Last night, I happened to have just enough money to afford a pint. Just the one. So I entered my favourite watering hole, bought said pint.

One of my mates had been buying items from a website called ‘Foods of Fire.’ All of their products are heavily laden with chilli. It’s a very macho guy site, real ‘Mine is bigger than yours is.’ The ethos seems to be that unless you end up in hospital having your stomach pumped then you’re a bit of a ladyboy.

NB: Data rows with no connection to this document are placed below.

//! One-shot snapping of the focused window.

use tile_geom::{Rect, Screen};
use tile_layout::{CanvasLayoutInfo, CanvasZone, LayoutStore, ZoneSet};
use tile_snap::{
    Display, Error, StaticDisplays, snap_focused_window, test_support::MockWindowAccessor,
};

fn primary() -> Screen {
    Screen::primary(
        Rect::new(0.0, 0.0, 1000.0, 800.0),
        Rect::new(0.0, 0.0, 1000.0, 800.0),
    )
}

fn right() -> Screen {
    Screen::new(
        Rect::new(1000.0, 0.0, 1000.0, 800.0),
        Rect::new(1000.0, 0.0, 1000.0, 800.0),
        800.0,
    )
}

fn store(reference: (i32, i32)) -> LayoutStore {
    let zones = [(0, 0), (100, 0), (0, 100), (100, 100)]
        .iter()
        .enumerate()
        .map(|(i, &(x, y))| CanvasZone {
            id: i as u32,
            x,
            y,
            width: 100,
            height: 100,
        })
        .collect();
    let set = ZoneSet::canvas(
        "quad",
        "Quad",
        CanvasLayoutInfo {
            zones,
            last_work_area_width: reference.0,
            last_work_area_height: reference.1,
        },
        0,
    );
    let mut store = LayoutStore::new();
    store.save_layout(set);
    store.set_selected_layout(1, "quad");
    store.set_selected_layout(2, "quad");
    store
}

fn displays() -> StaticDisplays {
    StaticDisplays::new(vec![Display::new(1, primary()), Display::new(2, right())])
}

fn accessor(frame: Rect) -> MockWindowAccessor {
    let a = MockWindowAccessor::new();
    a.set_windows(vec![(7, frame)]);
    a.set_focused(Some(7));
    a
}

#[test]
fn straddling_window_goes_to_nearest_zone() {
    let a = accessor(Rect::new(10.0, 10.0, 300.0, 200.0));
    let got = snap_focused_window(&a, &displays(), &store((1000, 800))).expect("snap");
    assert_eq!(got, Rect::new(100.0, 100.0, 100.0, 100.0));
    assert_eq!(a.set_frames(), vec![(7, got)]);
}

#[test]
fn window_on_secondary_display_uses_its_zones() {
    let a = accessor(Rect::new(1100.0, 10.0, 50.0, 50.0));
    let got = snap_focused_window(&a, &displays(), &store((1000, 800))).expect("snap");
    assert_eq!(got, Rect::new(1100.0, 0.0, 100.0, 100.0));
}

#[test]
fn failures_map_to_errors() {
    let ok_store = store((1000, 800));

    let a = accessor(Rect::new(10.0, 10.0, 50.0, 50.0));
    a.set_permission(false);
    assert!(matches!(
        snap_focused_window(&a, &displays(), &ok_store),
        Err(Error::Permission)
    ));
    assert!(!a.calls_contains("set_frame"));

    let a = accessor(Rect::new(10.0, 10.0, 50.0, 50.0));
    a.set_focused(None);
    assert!(matches!(
        snap_focused_window(&a, &displays(), &ok_store),
        Err(Error::NoWindowTarget)
    ));

    let a = accessor(Rect::new(10.0, 10.0, 50.0, 50.0));
    a.set_focused(Some(8));
    assert!(matches!(
        snap_focused_window(&a, &displays(), &ok_store),
        Err(Error::FrameUnavailable)
    ));

    let a = accessor(Rect::new(5000.0, 5000.0, 50.0, 50.0));
    assert!(matches!(
        snap_focused_window(&a, &displays(), &ok_store),
        Err(Error::NoScreen)
    ));

    let a = accessor(Rect::new(10.0, 10.0, 50.0, 50.0));
    assert!(matches!(
        snap_focused_window(&a, &displays(), &store((0, 0))),
        Err(Error::NoZones(1))
    ));

    let a = accessor(Rect::new(10.0, 10.0, 50.0, 50.0));
    a.set_fail_set_frame(true);
    assert!(matches!(
        snap_focused_window(&a, &displays(), &ok_store),
        Err(Error::SetFrameFailed)
    ));
}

I should point out I’m not a greb with a machismo complex. I just like the taste of chillies, and I like the heat. It accentuates the flavour. I’ve put the hours in too. When in Thailand for 10 days, I ate chillies at every meal, without fail. Scrambled eggs with finely sliced tiny green chillies in sweetened rice wine vinegar are a rousing start to your day. In India, I’ve had mutton curry for breakfast. It’s fab. I once made a Chinese dish of stewed aubergines with chillies. It was so hot nobody else could eat it. I ate the lot, and gave myself a nosebleed. However, I’m not the sort of yobbo who goes into an Indian restaurant and says, ‘OK, give me a fahl, and if I don’t pass out I’m not paying for it.’ Resistance to chilli heat isn’t big, and it isn’t clever. It’s nowhere near as impressive as bench pressing 300 lb, and even that I find unmoving.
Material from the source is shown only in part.